Sheila Reid, une place dans le futur
Sheila Reid habite et travaille à Vence depuis un certain nombre d’années, mais elle est américaine et a commencé son parcours artistique ailleurs qu’en France. Ce qui est frappant c’est l’importance accordée à son œuvre par de grands musées dans le monde, par de grands collectionneurs, de grands critiques, et qui contraste avec l’aspect presque secret de sa vie ici. Il faut dire qu’elle y a mis du sien, s’étant depuis toujours posé des questions sur le rapport d’une œuvre avec sa médiatisation, avec sa place dans la Cité, avec son rôle dans la Communication. Elle a même tenté de répondre à ces interrogations par un genre nouveau d’expositions, genre qui a provoqué des débats avec les conservateurs de musées, les étudiants, les journalistes, les critiques d’art, le public. Des réflexions obtenues, elle a fait des livres. Aurait-elle voulu couvrir tous les postes, régler toute seule toutes ces questions-là ? Absolument pas car dans son œuvre en quelque sorte la participation d’autrui est incluse. Mais avec le projet particulier d’une sorte de recherche de « pureté » de la création, qu’il fallait d’abord incarner, puis « enseigner », un peu comme Rainer Maria Rilke s’adressa aux « jeunes poètes ». Et cela à un détriment voulu de la célébrité et de l’argent. Dans une recherche d’anonymat qui fut celle d’autres mouvements contemporains, mais qui reste paradoxale, car pour Sheila Reid comme pour beaucoup d’autres, l’anonymat en question est trahi par la constitution d’une « signature » encore plus aveuglante.
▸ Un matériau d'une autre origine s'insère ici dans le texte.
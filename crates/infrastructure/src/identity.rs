use async_trait::async_trait;
use aws_sdk_cognitoidentityprovider::config::Region;
use aws_sdk_cognitoidentityprovider::Client as CognitoClient;
use shared::{AppError, Config, IdentityProvider, Session};
use tracing::info;

/// Cognito ユーザープールのセッション
/// サインイン済みのアクセストークンを受け取り、ユーザー名の取得とサインアウトだけを行う
pub struct CognitoIdentityProvider {
    client: CognitoClient,
    access_token: String,
}

impl CognitoIdentityProvider {
    pub async fn new(config: &Config, access_token: impl Into<String>) -> Self {
        let aws_config = aws_config::defaults(aws_config::BehaviorVersion::latest())
            .region(Region::new(config.aws_region.clone()))
            .load()
            .await;

        Self {
            client: CognitoClient::new(&aws_config),
            access_token: access_token.into(),
        }
    }
}

#[async_trait]
impl IdentityProvider for CognitoIdentityProvider {
    async fn current_session(&self) -> Result<Session, AppError> {
        let user = self
            .client
            .get_user()
            .access_token(&self.access_token)
            .send()
            .await
            .map_err(|e| AppError::Authentication(format!("Cognito GetUser エラー: {e}")))?;

        Ok(Session::new(user.username(), self.access_token.clone()))
    }

    async fn sign_out(&self) -> Result<(), AppError> {
        self.client
            .global_sign_out()
            .access_token(&self.access_token)
            .send()
            .await
            .map_err(|e| AppError::Authentication(format!("Cognito GlobalSignOut エラー: {e}")))?;

        info!("サインアウトしました");
        Ok(())
    }
}
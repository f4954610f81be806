//! インメモリのレコードAPI
//!
//! リモートAPIと同じ振る舞い（ID・タイムスタンプ・所有者の採番、部分更新、
//! 存在しないIDへの NotFound）を再現する。テストとローカル開発用。

use crate::api::{operation_name, RecordApi};
use async_trait::async_trait;
use chrono::Utc;
use domain::{FieldMap, Record, RecordId};
use serde_json::Value;
use shared::AppError;
use std::collections::{HashMap, HashSet};
use std::sync::{Mutex, MutexGuard, PoisonError};
use std::time::Duration;

/// API 操作の種類
#[derive(Debug, Clone, Copy, PartialEq, Eq, Hash)]
pub enum ApiOperation {
    List,
    Get,
    Create,
    Update,
    Delete,
}

impl ApiOperation {
    fn verb(self) -> &'static str {
        match self {
            ApiOperation::List => "list",
            ApiOperation::Get => "get",
            ApiOperation::Create => "create",
            ApiOperation::Update => "update",
            ApiOperation::Delete => "delete",
        }
    }
}

pub struct InMemoryRecordApi<R> {
    owner: String,
    records: Mutex<Vec<R>>,
    failing: Mutex<HashSet<ApiOperation>>,
    calls: Mutex<HashMap<ApiOperation, usize>>,
    list_delay: Mutex<Duration>,
}

fn lock<T>(mutex: &Mutex<T>) -> MutexGuard<'_, T> {
    mutex.lock().unwrap_or_else(PoisonError::into_inner)
}

impl<R: Record> InMemoryRecordApi<R> {
    pub fn new(owner: impl Into<String>) -> Self {
        Self {
            owner: owner.into(),
            records: Mutex::new(Vec::new()),
            failing: Mutex::new(HashSet::new()),
            calls: Mutex::new(HashMap::new()),
            list_delay: Mutex::new(Duration::ZERO),
        }
    }

    pub fn with_records(self, records: Vec<R>) -> Self {
        *lock(&self.records) = records;
        self
    }

    /// 指定した操作を失敗させる
    pub fn fail(&self, operation: ApiOperation) {
        lock(&self.failing).insert(operation);
    }

    /// 失敗指定を解除する
    pub fn recover(&self, operation: ApiOperation) {
        lock(&self.failing).remove(&operation);
    }

    /// 一覧取得の応答を遅らせる
    /// 遅延前にスナップショットを取るため、遅れて届く古い一覧を再現できる
    pub fn set_list_delay(&self, delay: Duration) {
        *lock(&self.list_delay) = delay;
    }

    pub fn call_count(&self, operation: ApiOperation) -> usize {
        lock(&self.calls).get(&operation).copied().unwrap_or(0)
    }

    /// リモート側の現在の内容
    pub fn records(&self) -> Vec<R> {
        lock(&self.records).clone()
    }

    /// 他のクライアントによる書き込みを再現する
    pub fn insert_remote(&self, record: R) {
        lock(&self.records).push(record);
    }

    fn begin(&self, operation: ApiOperation) -> Result<(), AppError> {
        *lock(&self.calls).entry(operation).or_insert(0) += 1;
        if lock(&self.failing).contains(&operation) {
            return Err(AppError::remote(
                operation_name::<R>(operation.verb()),
                "injected failure",
            ));
        }
        Ok(())
    }

    fn not_found(operation: ApiOperation, id: &RecordId) -> AppError {
        AppError::NotFound(format!(
            "{}: {} {} does not exist",
            operation_name::<R>(operation.verb()),
            R::TYPE_NAME,
            id
        ))
    }
}

fn to_object<T: serde::Serialize>(value: &T) -> Result<FieldMap, AppError> {
    match serde_json::to_value(value) {
        Ok(Value::Object(map)) => Ok(map),
        Ok(other) => Err(AppError::Serialization(format!(
            "expected an object, got {other}"
        ))),
        Err(e) => Err(AppError::Serialization(e.to_string())),
    }
}

fn from_object<R: Record>(map: FieldMap) -> Result<R, AppError> {
    serde_json::from_value(Value::Object(map))
        .map_err(|e| AppError::Serialization(format!("cannot build {}: {e}", R::TYPE_NAME)))
}

#[async_trait]
impl<R: Record> RecordApi<R> for InMemoryRecordApi<R> {
    async fn list(&self) -> Result<Vec<R>, AppError> {
        self.begin(ApiOperation::List)?;
        let snapshot = self.records();
        let delay = *lock(&self.list_delay);
        if !delay.is_zero() {
            tokio::time::sleep(delay).await;
        }
        Ok(snapshot)
    }

    async fn get(&self, id: &RecordId) -> Result<R, AppError> {
        self.begin(ApiOperation::Get)?;
        lock(&self.records)
            .iter()
            .find(|r| r.id() == id)
            .cloned()
            .ok_or_else(|| Self::not_found(ApiOperation::Get, id))
    }

    async fn create(&self, input: &R::Input) -> Result<R, AppError> {
        self.begin(ApiOperation::Create)?;
        let now = Utc::now().to_rfc3339();

        let mut fields = to_object(input)?;
        fields.insert("id".to_string(), Value::String(RecordId::new().to_string()));
        fields.insert("createdAt".to_string(), Value::String(now.clone()));
        fields.insert("updatedAt".to_string(), Value::String(now));
        fields.insert("owner".to_string(), Value::String(self.owner.clone()));

        let record: R = from_object(fields)?;
        lock(&self.records).push(record.clone());
        Ok(record)
    }

    async fn update(&self, id: &RecordId, patch: &FieldMap) -> Result<R, AppError> {
        self.begin(ApiOperation::Update)?;
        let mut records = lock(&self.records);
        let index = records
            .iter()
            .position(|r| r.id() == id)
            .ok_or_else(|| Self::not_found(ApiOperation::Update, id))?;

        // 部分更新は指定されたフィールドの置き換え
        let mut fields = to_object(&records[index])?;
        for (name, value) in patch {
            if name != "id" {
                fields.insert(name.clone(), value.clone());
            }
        }
        fields.insert(
            "updatedAt".to_string(),
            Value::String(Utc::now().to_rfc3339()),
        );

        let updated: R = from_object(fields)?;
        records[index] = updated.clone();
        Ok(updated)
    }

    async fn delete(&self, id: &RecordId) -> Result<RecordId, AppError> {
        self.begin(ApiOperation::Delete)?;
        let mut records = lock(&self.records);
        let index = records
            .iter()
            .position(|r| r.id() == id)
            .ok_or_else(|| Self::not_found(ApiOperation::Delete, id))?;
        records.remove(index);
        Ok(id.clone())
    }
}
Aujourd’hui les publications de Sheila Reid qui ont accompagné l’élaboration de son œuvre plastique constituent une sorte de « catalogue raisonné » en plusieurs tomes, pour le bonheur du spectateur et du lecteur. Pas d’anonymat, donc, et l’étude de son œuvre est passionnante par tous les angles dont elle a voulu la doter. Il faut donc s’y plonger, car Sheila représente de manière si forte cette nouvelle génération d’artistes dont l’art inclut directement leur réflexion sur l’art qu’elle pourrait presque en devenir le paradigme. Un autre éclairage est encore à l’œuvre, celui de cette dimension intime, irréductible au « mondain » (dans tous les sens du terme), que l’on appelle « spiritualité ». Pas une spiritualité folklorique, mais celle dont parlaient Kandinsky (le spirituel dans l’art) ou Paul Klee, et que plusieurs fois Vicky Rémy a relevée.
Il faut écouter Sheila, car, quoique réservée et pesant chaque syllabe, elle sait ce qu’elle veut, a des choses à transmettre, particulièrement un « surtout fais ce que tu veux, ne te laisse influencer par personne, sois seul ». Encore faut-il méditer sur ce que peut bien signifier ce « sois seul », ou ce « fais ce que tu veux ».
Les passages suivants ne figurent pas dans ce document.